A review by davidwright
A Common Pornography: A Memoir by Kevin Sampsell

4.0

Many coming-of-age memoirs depict a journey through hellish abuse. Sampsell’s verbal snapshots capture the more peripheral scene of a kid along for the ride, under the watchful eye of a distant, resentful father—“a humorless, God-fearing bore.” For many who grew up in the 1970s and ’80s, the details of this American life will be familiar: the music, the sports teams, the Jaws-inspired aquaphobia, the release of the hostages from Iran, the mannerist rebellion of New Wave. Other aspects will resonate with males, from the naive cruelty of boys to elaborate strategies built around the acquisition and secretion of dirty magazines, to a candid account of obsession with girls and/or sex that recalls Jeffrey Brown’s tell-all graphic novels.

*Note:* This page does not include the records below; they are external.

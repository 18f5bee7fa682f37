//! Built-in menu data

use shared::{Category, MenuItem};

fn category(id: &str, name: &str, icon: &str) -> Category {
    Category {
        id: id.to_string(),
        name: name.to_string(),
        icon: icon.to_string(),
    }
}

fn item(
    id: &str,
    name: &str,
    description: &str,
    price: f64,
    category: &str,
    image: &str,
) -> MenuItem {
    MenuItem {
        id: id.to_string(),
        name: name.to_string(),
        description: description.to_string(),
        price,
        category: category.to_string(),
        image: image.to_string(),
        original_price: None,
        is_offer: None,
        includes_drink: None,
    }
}

fn with_drink(mut item: MenuItem) -> MenuItem {
    item.includes_drink = Some(true);
    item
}

pub(super) fn categories() -> Vec<Category> {
    vec![
        category("pollos", "Pollos a la Brasa", "🔥"),
        category("parrillas", "Parrillas", "🥩"),
        category("broaster", "Broaster", "🍗"),
        category("acompañamientos", "Acompañamientos", "🍟"),
        category("bebidas", "Bebidas", "🥤"),
        category("postres", "Postres", "🍰"),
    ]
}

pub(super) fn menu_items() -> Vec<MenuItem> {
    vec![
        // pollos
        item(
            "1",
            "POLLO A LA BRASA & 1/4",
            "Pollo & 1/4 + papas fritas + ensalada. Ideal para 4-5 personas",
            76.0,
            "pollos",
            "pollo/pollo_cuarto.png",
        ),
        with_drink(item(
            "2",
            "POLLO A LA BRASA & 1/4 + Gaseosa 1.5L",
            "Pollo & 1/4 + papas fritas + ensalada + gaseosa 1.5L . Ideal para 4-5 personas",
            85.0,
            "pollos",
            "pollo/pollo_cuarto.png",
        )),
        with_drink(item(
            "3",
            "POLLO A LA BRASA + Gaseosa 1.5L",
            "Pollo + papas fritas + ensalada + Gaseosa 1.5L. Ideal para 3-4 personas",
            74.0,
            "pollos",
            "pollo/pollo.png",
        )),
        item(
            "4",
            "POLLO A LA BRASA",
            "Pollo + papas fritas + ensalada. Ideal para 3-4 personas",
            76.0,
            "pollos",
            "pollo/pollo.png",
        ),
        // parrillas
        item(
            "5",
            "CHURRASCO DE 250 GR.",
            "6 Mollejas + 1 Chorizo + Papas fritas + Ensalada",
            30.0,
            "parrillas",
            "parrilla/churrasco.png",
        ),
        item(
            "6",
            "PECHUGA A LA PARRILLA DE 250 GR.",
            "6 mollejas + 1 chorizo parrillero + papas fritas + ensalada",
            25.0,
            "parrillas",
            "parrilla/pechuga.png",
        ),
        item(
            "7",
            "CHULETA DE 250 GR.",
            "Chorizo artesanal a la parrilla, servido con pan y salsa criolla",
            28.0,
            "parrillas",
            "parrilla/chuleta.png",
        ),
        item(
            "8",
            "BRASA PARRILLA",
            "1/4 de pollo + 2 palitos anticuchos + 1 chorizo + papas fritas + ensalada",
            30.0,
            "parrillas",
            "parrilla/brasa.png",
        ),
        // acompañamientos
        item(
            "9",
            "Papas Fritas Grandes",
            "Papas cortadas a mano y fritas hasta dorar",
            8.0,
            "acompañamientos",
            "https://images.pexels.com/photos/1583884/pexels-photo-1583884.jpeg?auto=compress&cs=tinysrgb&w=800",
        ),
        item(
            "10",
            "Ensalada Mixta",
            "Lechuga, tomate, pepino, cebolla roja con vinagreta",
            6.0,
            "acompañamientos",
            "https://images.pexels.com/photos/1213710/pexels-photo-1213710.jpeg?auto=compress&cs=tinysrgb&w=800",
        ),
        item(
            "11",
            "Arroz con Frijoles",
            "Arroz blanco con menestras de frijoles canarios",
            10.0,
            "acompañamientos",
            "https://images.pexels.com/photos/7613568/pexels-photo-7613568.jpeg?auto=compress&cs=tinysrgb&w=800",
        ),
        // bebidas
        item(
            "12",
            "Inca Kola 1.5L",
            "La bebida del sabor nacional",
            8.0,
            "bebidas",
            "https://images.pexels.com/photos/544961/pexels-photo-544961.jpeg?auto=compress&cs=tinysrgb&w=800",
        ),
        item(
            "13",
            "Chicha Morada",
            "Chicha morada natural con piña y canela",
            5.0,
            "bebidas",
            "https://images.pexels.com/photos/1233319/pexels-photo-1233319.jpeg?auto=compress&cs=tinysrgb&w=800",
        ),
        // postres
        item(
            "14",
            "Picarones",
            "6 picarones caseros con miel de chancaca",
            8.0,
            "postres",
            "https://images.pexels.com/photos/1126728/pexels-photo-1126728.jpeg?auto=compress&cs=tinysrgb&w=800",
        ),
        // broaster
        item(
            "15",
            "1/4 DE BROASTER",
            "papas fritas + ensalada",
            20.0,
            "broaster",
            "/broaster/broaster.webp",
        ),
        item(
            "16",
            "1/4 DE BROASTER CON CHAUFA",
            "papas fritas + ensalada",
            22.0,
            "broaster",
            "/broaster/broaster_chaufa.png",
        ),
        item(
            "17",
            "1/8 DE BROASTER + CHAUFA",
            "CHAUFA + papas fritas + ensalada",
            13.0,
            "broaster",
            "/broaster/broaster_chaufa.png",
        ),
        item(
            "18",
            "1/8 DE BROASTER + CHAUFA + GASEOSA DE 355ML",
            "CHAUFA + papas fritas + ensalada + gaseosa de 355ml",
            14.0,
            "broaster",
            "/broaster/broaster_chaufa.png",
        ),
        item(
            "19",
            "1/8 DE BROASTER A LO POBRE",
            "papas fritas + platano + huevo frito + ensalada",
            18.0,
            "broaster",
            "broaster/broaster_mas_pobre.png",
        ),
        item(
            "20",
            "BROASTER FAMILIAR",
            "10 piezas de pollo broaster + papas fritas + ensalada",
            75.0,
            "broaster",
            "/broaster/broaster.webp",
        ),
        item(
            "21",
            "BROASTER MEDIANO",
            "5 piezas de pollo broaster + papas fritas + ensalada",
            45.0,
            "broaster",
            "/broaster/broaster.webp",
        ),
        item(
            "22",
            "1/4 DE BROASTER A LO POBRE",
            "papas fritas + platano + huevo frito + ensalada",
            24.0,
            "broaster",
            "/broaster/broaster_pobre.png",
        ),
    ]
}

McSweeney’s readers may recall some of these pieces reworked and fleshed out from an earlier chapbook, and while some newer passages (such as those about the abuse and institutionalization of Sampsell’s half-sister) feel arbitrarily chopped into vignettes, mostly the material perfectly fits the form, shards of memory fused into a compelling concretion of moments. A worthy addition to the work of such contemporary memoirists as Nick Flynn, Augusten Burroughs, Dave Eggers, and Stephen Elliott.